> [BRIEF]:
Look through the entries below and count the lines with "type" in them; the reply is the number alone.

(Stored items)
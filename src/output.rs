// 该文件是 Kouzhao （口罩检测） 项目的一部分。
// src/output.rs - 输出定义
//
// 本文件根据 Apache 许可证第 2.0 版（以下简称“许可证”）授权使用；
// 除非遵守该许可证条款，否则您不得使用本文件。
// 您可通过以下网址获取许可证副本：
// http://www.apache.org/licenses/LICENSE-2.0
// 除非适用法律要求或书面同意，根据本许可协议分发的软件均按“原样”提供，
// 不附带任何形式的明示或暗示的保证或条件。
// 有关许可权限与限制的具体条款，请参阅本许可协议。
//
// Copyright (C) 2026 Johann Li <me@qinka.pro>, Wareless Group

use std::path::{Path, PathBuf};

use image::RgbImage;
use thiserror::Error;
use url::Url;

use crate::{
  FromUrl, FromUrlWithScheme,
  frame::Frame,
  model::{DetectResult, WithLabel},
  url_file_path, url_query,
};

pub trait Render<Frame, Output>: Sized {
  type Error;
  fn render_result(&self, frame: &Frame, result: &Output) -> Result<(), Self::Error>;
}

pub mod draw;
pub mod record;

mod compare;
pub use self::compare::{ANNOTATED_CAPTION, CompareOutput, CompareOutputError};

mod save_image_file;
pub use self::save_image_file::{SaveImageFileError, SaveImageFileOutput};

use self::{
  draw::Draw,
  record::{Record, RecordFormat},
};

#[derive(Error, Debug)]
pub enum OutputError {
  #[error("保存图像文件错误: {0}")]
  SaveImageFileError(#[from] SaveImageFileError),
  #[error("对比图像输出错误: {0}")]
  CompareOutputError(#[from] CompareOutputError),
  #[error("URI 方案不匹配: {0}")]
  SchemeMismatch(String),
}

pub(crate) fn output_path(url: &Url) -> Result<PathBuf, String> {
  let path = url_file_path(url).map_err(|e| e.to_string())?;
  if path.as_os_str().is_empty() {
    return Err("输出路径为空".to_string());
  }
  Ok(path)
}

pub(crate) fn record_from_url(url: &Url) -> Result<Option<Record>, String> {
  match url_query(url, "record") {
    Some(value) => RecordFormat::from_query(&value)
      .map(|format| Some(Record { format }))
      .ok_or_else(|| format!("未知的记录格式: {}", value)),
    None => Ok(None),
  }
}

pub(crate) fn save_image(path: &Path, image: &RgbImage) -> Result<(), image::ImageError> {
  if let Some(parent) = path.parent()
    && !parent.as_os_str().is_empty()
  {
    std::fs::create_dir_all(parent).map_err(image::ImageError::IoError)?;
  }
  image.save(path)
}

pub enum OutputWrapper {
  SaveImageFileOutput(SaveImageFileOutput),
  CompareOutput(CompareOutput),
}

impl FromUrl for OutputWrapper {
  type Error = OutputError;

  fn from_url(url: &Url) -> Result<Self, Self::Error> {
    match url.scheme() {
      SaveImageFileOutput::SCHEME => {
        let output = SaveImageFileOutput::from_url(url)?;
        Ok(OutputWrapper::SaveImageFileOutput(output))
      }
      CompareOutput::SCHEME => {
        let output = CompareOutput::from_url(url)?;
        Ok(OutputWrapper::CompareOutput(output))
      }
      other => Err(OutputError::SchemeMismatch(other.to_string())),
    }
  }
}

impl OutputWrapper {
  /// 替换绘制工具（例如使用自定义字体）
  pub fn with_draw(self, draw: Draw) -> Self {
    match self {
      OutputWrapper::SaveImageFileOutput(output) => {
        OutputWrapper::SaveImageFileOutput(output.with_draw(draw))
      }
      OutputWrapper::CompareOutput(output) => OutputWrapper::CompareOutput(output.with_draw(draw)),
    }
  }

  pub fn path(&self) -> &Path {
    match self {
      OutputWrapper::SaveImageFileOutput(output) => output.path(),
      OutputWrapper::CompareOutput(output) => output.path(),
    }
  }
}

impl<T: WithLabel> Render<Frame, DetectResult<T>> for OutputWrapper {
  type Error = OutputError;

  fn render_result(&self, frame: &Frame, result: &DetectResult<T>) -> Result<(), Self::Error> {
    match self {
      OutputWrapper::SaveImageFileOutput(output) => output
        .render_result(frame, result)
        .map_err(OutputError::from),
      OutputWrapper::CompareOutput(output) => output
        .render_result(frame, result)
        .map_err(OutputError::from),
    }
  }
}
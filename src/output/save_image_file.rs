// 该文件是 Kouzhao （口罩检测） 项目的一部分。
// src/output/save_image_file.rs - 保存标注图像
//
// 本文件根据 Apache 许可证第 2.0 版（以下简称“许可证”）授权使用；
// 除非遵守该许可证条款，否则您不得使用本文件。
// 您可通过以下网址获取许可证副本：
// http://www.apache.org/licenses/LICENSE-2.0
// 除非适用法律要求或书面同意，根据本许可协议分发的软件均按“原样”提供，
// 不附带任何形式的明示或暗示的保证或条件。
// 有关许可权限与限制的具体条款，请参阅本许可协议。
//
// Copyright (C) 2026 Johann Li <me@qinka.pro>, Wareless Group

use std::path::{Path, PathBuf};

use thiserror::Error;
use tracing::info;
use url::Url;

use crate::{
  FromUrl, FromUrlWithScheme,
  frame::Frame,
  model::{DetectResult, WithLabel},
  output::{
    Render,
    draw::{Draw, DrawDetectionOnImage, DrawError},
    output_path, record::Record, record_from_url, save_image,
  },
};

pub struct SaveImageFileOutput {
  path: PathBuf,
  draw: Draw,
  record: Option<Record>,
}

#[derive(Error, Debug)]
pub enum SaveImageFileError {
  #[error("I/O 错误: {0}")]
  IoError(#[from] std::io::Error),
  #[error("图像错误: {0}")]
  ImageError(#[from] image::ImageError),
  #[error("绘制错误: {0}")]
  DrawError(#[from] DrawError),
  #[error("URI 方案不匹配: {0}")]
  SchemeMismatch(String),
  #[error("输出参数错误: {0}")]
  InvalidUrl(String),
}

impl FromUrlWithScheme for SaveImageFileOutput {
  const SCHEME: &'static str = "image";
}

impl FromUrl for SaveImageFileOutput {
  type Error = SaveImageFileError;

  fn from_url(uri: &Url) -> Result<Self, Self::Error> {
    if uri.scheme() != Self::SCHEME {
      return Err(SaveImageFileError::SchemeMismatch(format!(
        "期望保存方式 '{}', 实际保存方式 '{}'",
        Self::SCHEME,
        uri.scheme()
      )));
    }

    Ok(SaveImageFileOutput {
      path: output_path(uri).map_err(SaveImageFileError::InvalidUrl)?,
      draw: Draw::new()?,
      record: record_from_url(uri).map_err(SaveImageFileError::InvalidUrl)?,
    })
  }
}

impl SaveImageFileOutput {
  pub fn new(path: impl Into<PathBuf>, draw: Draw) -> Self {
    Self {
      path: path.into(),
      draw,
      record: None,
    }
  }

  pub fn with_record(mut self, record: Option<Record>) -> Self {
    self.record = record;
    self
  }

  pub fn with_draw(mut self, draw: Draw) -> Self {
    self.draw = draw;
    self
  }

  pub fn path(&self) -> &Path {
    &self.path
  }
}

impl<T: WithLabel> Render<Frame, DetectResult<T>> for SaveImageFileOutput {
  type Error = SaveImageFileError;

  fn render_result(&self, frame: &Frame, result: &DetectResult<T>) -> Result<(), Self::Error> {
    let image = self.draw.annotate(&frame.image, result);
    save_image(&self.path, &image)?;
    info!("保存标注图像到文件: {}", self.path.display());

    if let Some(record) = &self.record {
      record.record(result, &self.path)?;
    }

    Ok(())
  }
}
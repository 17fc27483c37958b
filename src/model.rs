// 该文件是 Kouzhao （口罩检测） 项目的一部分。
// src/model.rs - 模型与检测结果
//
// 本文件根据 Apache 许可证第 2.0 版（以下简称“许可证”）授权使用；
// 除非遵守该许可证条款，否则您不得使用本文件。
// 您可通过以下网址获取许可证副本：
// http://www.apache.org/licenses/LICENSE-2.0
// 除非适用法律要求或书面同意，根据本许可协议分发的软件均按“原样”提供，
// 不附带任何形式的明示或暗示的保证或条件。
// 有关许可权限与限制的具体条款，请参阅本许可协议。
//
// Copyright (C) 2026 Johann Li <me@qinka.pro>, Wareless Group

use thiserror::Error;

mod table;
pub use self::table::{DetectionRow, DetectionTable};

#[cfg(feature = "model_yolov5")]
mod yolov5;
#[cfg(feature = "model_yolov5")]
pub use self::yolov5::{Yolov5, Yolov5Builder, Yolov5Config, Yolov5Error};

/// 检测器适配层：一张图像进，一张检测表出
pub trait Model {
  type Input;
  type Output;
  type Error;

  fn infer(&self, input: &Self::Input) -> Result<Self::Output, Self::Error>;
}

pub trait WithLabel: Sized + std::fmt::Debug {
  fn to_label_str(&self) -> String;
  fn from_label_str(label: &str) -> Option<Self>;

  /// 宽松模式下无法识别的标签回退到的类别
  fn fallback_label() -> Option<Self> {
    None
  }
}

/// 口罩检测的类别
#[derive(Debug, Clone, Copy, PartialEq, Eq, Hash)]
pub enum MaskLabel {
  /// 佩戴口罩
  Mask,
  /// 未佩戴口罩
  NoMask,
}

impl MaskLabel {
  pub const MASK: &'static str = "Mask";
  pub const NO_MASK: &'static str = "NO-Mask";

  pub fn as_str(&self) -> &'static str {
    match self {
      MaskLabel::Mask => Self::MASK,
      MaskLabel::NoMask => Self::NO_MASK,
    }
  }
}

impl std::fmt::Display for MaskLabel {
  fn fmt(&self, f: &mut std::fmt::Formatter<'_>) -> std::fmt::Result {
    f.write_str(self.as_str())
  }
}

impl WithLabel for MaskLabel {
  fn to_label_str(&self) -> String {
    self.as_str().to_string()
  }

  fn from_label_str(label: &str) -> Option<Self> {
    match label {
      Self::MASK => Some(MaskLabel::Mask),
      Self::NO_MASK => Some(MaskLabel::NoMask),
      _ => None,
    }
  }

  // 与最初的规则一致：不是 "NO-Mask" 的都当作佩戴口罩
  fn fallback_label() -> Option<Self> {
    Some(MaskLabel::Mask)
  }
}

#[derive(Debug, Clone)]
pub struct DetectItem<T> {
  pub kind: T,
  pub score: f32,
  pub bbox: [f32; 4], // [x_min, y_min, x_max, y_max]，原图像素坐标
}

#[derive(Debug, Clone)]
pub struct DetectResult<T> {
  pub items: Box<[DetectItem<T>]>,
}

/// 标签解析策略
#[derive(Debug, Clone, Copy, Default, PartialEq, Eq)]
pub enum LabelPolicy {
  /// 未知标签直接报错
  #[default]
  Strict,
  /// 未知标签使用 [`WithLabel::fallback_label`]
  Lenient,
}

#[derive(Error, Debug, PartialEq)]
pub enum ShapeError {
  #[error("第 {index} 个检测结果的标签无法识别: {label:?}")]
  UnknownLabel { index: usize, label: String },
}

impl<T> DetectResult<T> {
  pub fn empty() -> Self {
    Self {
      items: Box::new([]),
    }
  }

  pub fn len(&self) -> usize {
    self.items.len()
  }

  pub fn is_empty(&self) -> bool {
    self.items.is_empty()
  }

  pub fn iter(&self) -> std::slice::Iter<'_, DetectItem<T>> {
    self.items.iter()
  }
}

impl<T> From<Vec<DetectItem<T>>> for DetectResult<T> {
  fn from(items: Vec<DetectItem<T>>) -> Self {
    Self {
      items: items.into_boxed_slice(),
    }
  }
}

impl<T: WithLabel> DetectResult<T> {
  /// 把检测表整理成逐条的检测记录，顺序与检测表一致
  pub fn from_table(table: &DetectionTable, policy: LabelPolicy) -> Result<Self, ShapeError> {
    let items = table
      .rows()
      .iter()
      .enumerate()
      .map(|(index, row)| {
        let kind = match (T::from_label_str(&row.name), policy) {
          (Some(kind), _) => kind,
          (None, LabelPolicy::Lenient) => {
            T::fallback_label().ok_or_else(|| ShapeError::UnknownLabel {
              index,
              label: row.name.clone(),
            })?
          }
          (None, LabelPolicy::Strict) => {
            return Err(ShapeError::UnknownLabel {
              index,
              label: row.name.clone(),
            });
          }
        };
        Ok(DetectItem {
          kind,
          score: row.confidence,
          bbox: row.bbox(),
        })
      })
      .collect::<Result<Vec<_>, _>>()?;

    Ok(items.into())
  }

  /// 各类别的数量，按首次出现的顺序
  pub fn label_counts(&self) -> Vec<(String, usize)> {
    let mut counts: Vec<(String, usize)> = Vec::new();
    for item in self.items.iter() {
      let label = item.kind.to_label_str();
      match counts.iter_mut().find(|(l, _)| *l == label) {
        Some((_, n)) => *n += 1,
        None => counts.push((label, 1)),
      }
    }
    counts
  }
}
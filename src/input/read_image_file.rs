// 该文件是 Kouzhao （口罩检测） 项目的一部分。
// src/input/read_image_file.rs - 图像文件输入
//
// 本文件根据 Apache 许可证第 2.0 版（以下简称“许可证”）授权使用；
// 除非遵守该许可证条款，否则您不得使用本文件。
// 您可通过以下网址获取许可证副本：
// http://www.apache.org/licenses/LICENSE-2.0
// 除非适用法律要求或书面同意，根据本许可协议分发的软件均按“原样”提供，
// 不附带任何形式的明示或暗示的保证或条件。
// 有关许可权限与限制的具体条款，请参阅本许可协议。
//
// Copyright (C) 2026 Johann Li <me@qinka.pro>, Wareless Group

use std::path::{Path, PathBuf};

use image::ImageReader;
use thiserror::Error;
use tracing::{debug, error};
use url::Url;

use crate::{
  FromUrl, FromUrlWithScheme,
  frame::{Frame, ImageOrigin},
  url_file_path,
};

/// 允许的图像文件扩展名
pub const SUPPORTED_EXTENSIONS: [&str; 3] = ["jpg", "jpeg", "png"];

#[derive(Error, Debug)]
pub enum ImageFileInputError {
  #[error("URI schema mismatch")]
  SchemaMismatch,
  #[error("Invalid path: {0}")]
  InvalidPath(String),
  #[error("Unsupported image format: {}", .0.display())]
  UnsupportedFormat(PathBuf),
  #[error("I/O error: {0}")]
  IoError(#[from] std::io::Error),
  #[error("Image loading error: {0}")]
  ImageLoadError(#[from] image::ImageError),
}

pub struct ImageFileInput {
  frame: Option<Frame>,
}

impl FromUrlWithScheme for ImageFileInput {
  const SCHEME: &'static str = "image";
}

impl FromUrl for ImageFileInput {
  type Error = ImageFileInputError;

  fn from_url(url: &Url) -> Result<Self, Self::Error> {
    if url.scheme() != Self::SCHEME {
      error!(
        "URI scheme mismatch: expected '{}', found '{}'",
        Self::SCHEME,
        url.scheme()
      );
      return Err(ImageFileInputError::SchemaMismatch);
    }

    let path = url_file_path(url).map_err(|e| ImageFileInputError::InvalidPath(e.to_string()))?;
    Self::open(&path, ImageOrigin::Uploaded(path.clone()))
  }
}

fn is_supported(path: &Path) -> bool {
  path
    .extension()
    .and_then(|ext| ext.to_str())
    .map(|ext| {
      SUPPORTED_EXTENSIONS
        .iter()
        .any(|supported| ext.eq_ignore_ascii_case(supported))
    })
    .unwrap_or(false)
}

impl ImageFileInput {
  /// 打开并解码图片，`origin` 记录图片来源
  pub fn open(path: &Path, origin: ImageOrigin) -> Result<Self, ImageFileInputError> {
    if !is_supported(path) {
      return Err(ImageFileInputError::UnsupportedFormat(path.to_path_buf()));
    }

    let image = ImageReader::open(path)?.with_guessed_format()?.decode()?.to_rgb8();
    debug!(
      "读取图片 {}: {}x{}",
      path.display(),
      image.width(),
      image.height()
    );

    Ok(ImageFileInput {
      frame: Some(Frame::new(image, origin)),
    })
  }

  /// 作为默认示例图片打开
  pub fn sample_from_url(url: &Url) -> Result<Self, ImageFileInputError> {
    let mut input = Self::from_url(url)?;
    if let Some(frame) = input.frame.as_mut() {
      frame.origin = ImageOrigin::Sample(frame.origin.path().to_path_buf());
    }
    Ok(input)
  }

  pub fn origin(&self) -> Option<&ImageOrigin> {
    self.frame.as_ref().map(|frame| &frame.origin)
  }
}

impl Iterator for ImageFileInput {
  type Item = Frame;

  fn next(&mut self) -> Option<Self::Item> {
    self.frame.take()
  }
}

> [YOUR RESPONSE]:
10